What you will do
Could you copy the lines below exactly, leaving none out?

★ ★ ★

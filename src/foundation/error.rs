use crate::runtime::EvalError;
use crate::serialize::FormatError;
use crate::syntax::ParseError;

/// Crate-wide result alias.
pub type CompoResult<T> = Result<T, CompoError>;

/// Any failure surfaced by the crate's top-level entry points.
#[derive(thiserror::Error, Debug)]
pub enum CompoError {
    /// Expression text did not parse.
    #[error("parse error: {0}")]
    Parse(#[from] ParseError),

    /// Evaluation failed.
    #[error("evaluation error: {0}")]
    Eval(#[from] EvalError),

    /// Serialized tree was malformed.
    #[error("serialization error: {0}")]
    Format(#[from] FormatError),

    /// Configuration could not be loaded.
    #[error("configuration error: {0}")]
    Config(String),

    /// Opaque failure from host code or IO.
    #[error(transparent)]
    Other(#[from] anyhow::Error),
}

impl CompoError {
    /// Build a [`CompoError::Config`] value.
    pub fn config(msg: impl Into<String>) -> Self {
        Self::Config(msg.into())
    }

    /// Wrap a message as [`CompoError::Other`].
    pub fn other(msg: impl std::fmt::Display) -> Self {
        Self::Other(anyhow::anyhow!("{msg}"))
    }
}

#[cfg(test)]
#[path = "../../tests/unit/foundation/error.rs"]
mod tests;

★ ★ ★

Answer space
filename src/foundation/error.rs
use crate::runtime::EvalError;
use crate::serialize::FormatError;
use crate::syntax::ParseError;

/// Crate-wide result alias.
pub type CompoResult<T> = Result<T, CompoError>;

/// Any failure surfaced by the crate's top-level entry points.
#[derive(thiserror::Error, Debug)]
pub enum CompoError {
    /// Expression text did not parse.
    #[error("parse error: {0}")]
    Parse(#[from] ParseError),

    /// Evaluation failed.
    #[error("evaluation error: {0}")]
    Eval(#[from] EvalError),

    /// Serialized tree was malformed.
    #[error("serialization error: {0}")]
    Format(#[from] FormatError),

    /// Configuration could not be loaded.
    #[error("configuration error: {0}")]
    Config(String),

    /// Opaque failure from host code or IO.
    #[error(transparent)]
    Other(#[from] anyhow::Error),
}

impl CompoError {
    /// Build a [`CompoError::Config`] value.
    pub fn config(msg: impl Into<String>) -> Self {
        Self::Config(msg.into())
    }

    /// Wrap a message as [`CompoError::Other`].
    pub fn other(msg: impl std::fmt::Display) -> Self {
        Self::Other(anyhow::anyhow!("{msg}"))
    }
}

#[cfg(test)]
#[path = "../../tests/unit/foundation/error.rs"]
mod tests;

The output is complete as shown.